獣医学部設置をめぐる大学設置認可行政の公正性確保を求める
学校法人加計学園による岡山理科大学獣医学部設置について、2017年1月に国家戦略特区を活用した計画が認定され、その構想に基づく大学設置認可の審査が始まっている。
この件に関わって、文部科学行政の中で厳正に取り扱われてきた大学設置における量的規制が、安倍晋三首相をはじめとする官邸周辺からの圧力で、特定事業者のみを優遇する方向で歪められているのではないかとの疑念が持たれている。
今回の問題は、獣医師という専門職の養成にかかる問題である。需要見積もりが非常に重要である。現在定員割れをおこし撤退が相次いでいる法科大学院は、その見積もりが失敗した例であり、これを教訓とすべきものである。
ところが、今回の加計学園の問題は、官邸が、国家戦略特区制度を活用して、従来新設を認めてこなかった獣医学分野での学部新設を認める方向で、日本獣医師会の反対、慎重論を押し切ったことが問題であり、文部科学省内の文書により、総理大臣周辺からの圧力があったことが示されている。しかも、規制改革の要件等を特定の学校法人に適合させることによって、その便宜を図ったのではないかとの疑念まで持たれている。
国家戦略特区の指定という制度をてことして強引に設置を推し進めようとしていることは問題である。特区制度を活用するとしても、設置の目的、目的と手段との関係などについて疑念が挟まれる余地がないように、説明責任があるというべきである。国民の疑念にもかかわらず、官邸の力で押し切ろうとするなどは、民意を踏みにじるものであり、許されるものではない。

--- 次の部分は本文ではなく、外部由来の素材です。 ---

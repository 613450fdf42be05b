//! Metropolis-Hastings posterior sampling, one independent chain per voxel.
//!
//! Schedule (all counts fixed by configuration, never data-dependent):
//!
//! - `nburnin` discarded jumps, the first `nburnin_noard` of them with the
//!   ARD prior suppressed so sparsification cannot kick in prematurely
//! - `njumps` sampling jumps, recording the state every `sampleevery` jumps
//!   (`nsamples = njumps / sampleevery` exactly)
//! - every `updateproposalevery` jumps, in both phases, each parameter's
//!   proposal standard deviation is rescaled from its observed acceptance
//!   counts and the counters reset
//!
//! Each jump proposes every free parameter in turn from a Gaussian centered
//! on the current value. Out-of-bound values and model constraint violations
//! reject before any likelihood evaluation. Reproducibility: each voxel owns
//! a generator seeded from (global seed, lane index), so no cross-lane
//! ordering can affect a chain.

use std::collections::hash_map::DefaultHasher;
use std::hash::{Hash, Hasher};

use rand::prelude::*;
use rand::rngs::StdRng;
use rand_distr::StandardNormal;
use rayon::prelude::*;

use crate::domain::{Prior, RunConfig};
use crate::fit::prior::{gaussian_log_likelihood, log_prior, rician_log_term};
use crate::model::capability::{SignalModel, cfp_block, sum_squared_residuals};
use crate::model::descriptor::ModelDescriptor;
use crate::store::parameters::ActivePartition;

/// Initial proposal sd as a fraction of the starting parameter value.
const INITIAL_PROPOSAL_FRACTION: f64 = 0.1;
/// Floor for the initial proposal sd (parameters starting at zero still move).
const INITIAL_PROPOSAL_FLOOR: f64 = 0.01;
/// Clamp range for adapted proposal sds.
const MIN_PROPOSAL_SD: f64 = 1e-8;
const MAX_PROPOSAL_SD: f64 = 1e3;

/// Per-voxel chain bookkeeping returned for diagnostics and tests.
#[derive(Debug, Clone, Copy, Default, PartialEq, Eq)]
pub struct McmcVoxelStats {
    pub proposed: usize,
    pub accepted: usize,
    pub samples_recorded: usize,
    pub sampling_adaptations: usize,
}

impl McmcVoxelStats {
    pub fn acceptance_rate(&self) -> f64 {
        if self.proposed == 0 {
            0.0
        } else {
            self.accepted as f64 / self.proposed as f64
        }
    }
}

/// Per-voxel Metropolis-Hastings sampler.
pub struct McmcSampler<'a, M: SignalModel> {
    model: &'a M,
    descriptor: &'a ModelDescriptor,
    config: &'a RunConfig,
    /// Priors after resolving the run-level ARD flags.
    priors: Vec<Prior>,
}

impl<'a, M: SignalModel> McmcSampler<'a, M> {
    pub fn new(model: &'a M, descriptor: &'a ModelDescriptor, config: &'a RunConfig) -> Self {
        let mut priors = descriptor.priors().to_vec();
        if config.all_ard {
            for (i, prior) in priors.iter_mut().enumerate() {
                if !descriptor.frozen()[i] {
                    *prior = Prior::Ard;
                }
            }
        }
        if config.no_ard {
            for prior in priors.iter_mut() {
                if *prior == Prior::Ard {
                    *prior = Prior::None;
                }
            }
        }
        Self {
            model,
            descriptor,
            config,
            priors,
        }
    }

    /// Run one full chain per voxel lane of the partition, in parallel,
    /// starting from the current parameter estimates.
    ///
    /// Returns stats for the *real* voxels; padding lanes are computed and
    /// discarded.
    pub fn run(&self, part: &mut ActivePartition<'_>) -> Vec<McmcVoxelStats> {
        let nparams = part.nparams;
        let nsamples = part.nsamples;
        let nmeas = part.nmeas;
        let fp_stride = part.fp_stride;
        let cfp_stride = part.cfp_stride;
        let meas = part.meas;
        let fp = part.fp;
        let cfp = part.cfp;
        let free = self.descriptor.free_params();

        let mut stats: Vec<McmcVoxelStats> = part
            .params
            .par_chunks_mut(nparams)
            .zip(part.samples.par_chunks_mut(nsamples * nparams))
            .enumerate()
            .map(|(lane, (p, sample_slot))| {
                let meas_row = &meas[lane * nmeas..(lane + 1) * nmeas];
                let fp_row = &fp[lane * fp_stride..(lane + 1) * fp_stride];
                self.sample_voxel(lane, p, sample_slot, meas_row, cfp, cfp_stride, fp_row, &free)
            })
            .collect();
        stats.truncate(part.nvox);
        stats
    }

    fn sample_voxel(
        &self,
        lane: usize,
        p: &mut [f64],
        sample_slot: &mut [f64],
        meas: &[f64],
        cfp: &[f64],
        cfp_stride: usize,
        fp: &[f64],
        free: &[usize],
    ) -> McmcVoxelStats {
        let config = self.config;
        let mut rng = StdRng::seed_from_u64(voxel_seed(config.seed, lane as u64));
        let mut stats = McmcVoxelStats::default();

        let mut sd: Vec<f64> = free
            .iter()
            .map(|&idx| (INITIAL_PROPOSAL_FRACTION * p[idx].abs()).max(INITIAL_PROPOSAL_FLOOR))
            .collect();
        let mut accepted = vec![0usize; free.len()];
        let mut rejected = vec![0usize; free.len()];

        let mut loglik = self.log_likelihood(p, meas, cfp, cfp_stride, fp);

        // Burn-in: discarded jumps, ARD possibly suppressed at the start.
        for j in 1..=config.nburnin {
            let ard_enabled = j > config.nburnin_noard;
            self.jump(
                p, meas, cfp, cfp_stride, fp, free, &sd, &mut accepted, &mut rejected,
                &mut loglik, ard_enabled, &mut rng, &mut stats,
            );
            if config.updateproposalevery > 0 && j % config.updateproposalevery == 0 {
                adapt_proposals(&mut sd, &mut accepted, &mut rejected);
            }
        }

        // Sampling phase.
        let mut next_sample = 0usize;
        for j in 1..=config.njumps {
            self.jump(
                p, meas, cfp, cfp_stride, fp, free, &sd, &mut accepted, &mut rejected,
                &mut loglik, true, &mut rng, &mut stats,
            );
            if config.updateproposalevery > 0 && j % config.updateproposalevery == 0 {
                adapt_proposals(&mut sd, &mut accepted, &mut rejected);
                stats.sampling_adaptations += 1;
            }
            if config.sampleevery > 0
                && j % config.sampleevery == 0
                && next_sample < sample_slot.len() / p.len()
            {
                let start = next_sample * p.len();
                sample_slot[start..start + p.len()].copy_from_slice(p);
                next_sample += 1;
                stats.samples_recorded += 1;
            }
        }

        stats
    }

    fn jump(
        &self,
        p: &mut [f64],
        meas: &[f64],
        cfp: &[f64],
        cfp_stride: usize,
        fp: &[f64],
        free: &[usize],
        sd: &[f64],
        accepted: &mut [usize],
        rejected: &mut [usize],
        loglik: &mut f64,
        ard_enabled: bool,
        rng: &mut StdRng,
        stats: &mut McmcVoxelStats,
    ) {
        let bounds = self.descriptor.bounds();
        for (k, &idx) in free.iter().enumerate() {
            stats.proposed += 1;
            let noise: f64 = rng.sample(StandardNormal);
            let proposal = p[idx] + sd[k] * noise;

            // Hard rejections first: no likelihood evaluation needed.
            if !bounds[idx].contains(proposal) {
                rejected[k] += 1;
                continue;
            }
            let current = p[idx];
            p[idx] = proposal;
            if !self.model.mcmc_constraints(p) {
                p[idx] = current;
                rejected[k] += 1;
                continue;
            }

            let new_loglik = self.log_likelihood(p, meas, cfp, cfp_stride, fp);
            let prior = self.priors[idx];
            let new_logprior = log_prior(
                self.model, prior, idx, p, cfp, fp, self.config.fudge, ard_enabled,
            );
            p[idx] = current;
            let old_logprior = log_prior(
                self.model, prior, idx, p, cfp, fp, self.config.fudge, ard_enabled,
            );

            let delta = (new_loglik - *loglik) + (new_logprior - old_logprior);
            let accept =
                delta >= 0.0 || (delta.is_finite() && rng.gen_range(0.0..1.0) < delta.exp());
            if accept {
                p[idx] = proposal;
                *loglik = new_loglik;
                accepted[k] += 1;
                stats.accepted += 1;
            } else {
                rejected[k] += 1;
            }
        }
    }

    fn log_likelihood(
        &self,
        p: &[f64],
        meas: &[f64],
        cfp: &[f64],
        cfp_stride: usize,
        fp: &[f64],
    ) -> f64 {
        if self.config.rician {
            let mut total = 0.0;
            for (m, &obs) in meas.iter().enumerate() {
                let pred = self.model.signal(p, cfp_block(cfp, cfp_stride, m), fp);
                total += rician_log_term(obs, pred, self.config.noise_scale);
            }
            total
        } else {
            let ssr = sum_squared_residuals(self.model, p, meas, cfp, cfp_stride, fp);
            gaussian_log_likelihood(ssr, self.config.noise_scale)
        }
    }
}

/// Rescale each proposal sd from its acceptance counts and reset them.
///
/// `sqrt((accepted + 1) / (rejected + 1))` grows the step when everything is
/// accepted and shrinks it when everything is rejected, settling near a 50%
/// acceptance rate.
fn adapt_proposals(sd: &mut [f64], accepted: &mut [usize], rejected: &mut [usize]) {
    for k in 0..sd.len() {
        let factor = ((accepted[k] + 1) as f64 / (rejected[k] + 1) as f64).sqrt();
        sd[k] = (sd[k] * factor).clamp(MIN_PROPOSAL_SD, MAX_PROPOSAL_SD);
        accepted[k] = 0;
        rejected[k] = 0;
    }
}

/// Deterministic per-voxel seed from the global seed and the lane index.
fn voxel_seed(seed: u64, lane: u64) -> u64 {
    let mut hasher = DefaultHasher::new();
    seed.hash(&mut hasher);
    lane.hash(&mut hasher);
    hasher.finish()
}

2014年安倍内閣のもとでの内閣人事局制度の創設以来、省庁の幹部人事への官邸からの関与が強化されたことによって、忖度による行政と責任を取らない政治とによる無責任体制の歪みが国民の前に明らかになっている。さらには、関連する事実関係を社会に広く明らかにした前事務次官に対して、政府から人格攻撃が行われるなど、批判に答えることなく威圧により問題を隠蔽しようとする体質には強い危惧を持つ。
安倍政権においては、森友学園の問題でもこの加計学園の問題と同様に、政治による圧力により公正・適正な行政が歪められる事態が発生している。安倍政権は、これら計画を一旦白紙撤回し、こうした問題が起こった構造を国民の前に明らかにするとともに、その責任を明確にすべきである。それによって大学設置認可を含む文部科学行政、行政一般の公正性を確保することを求める。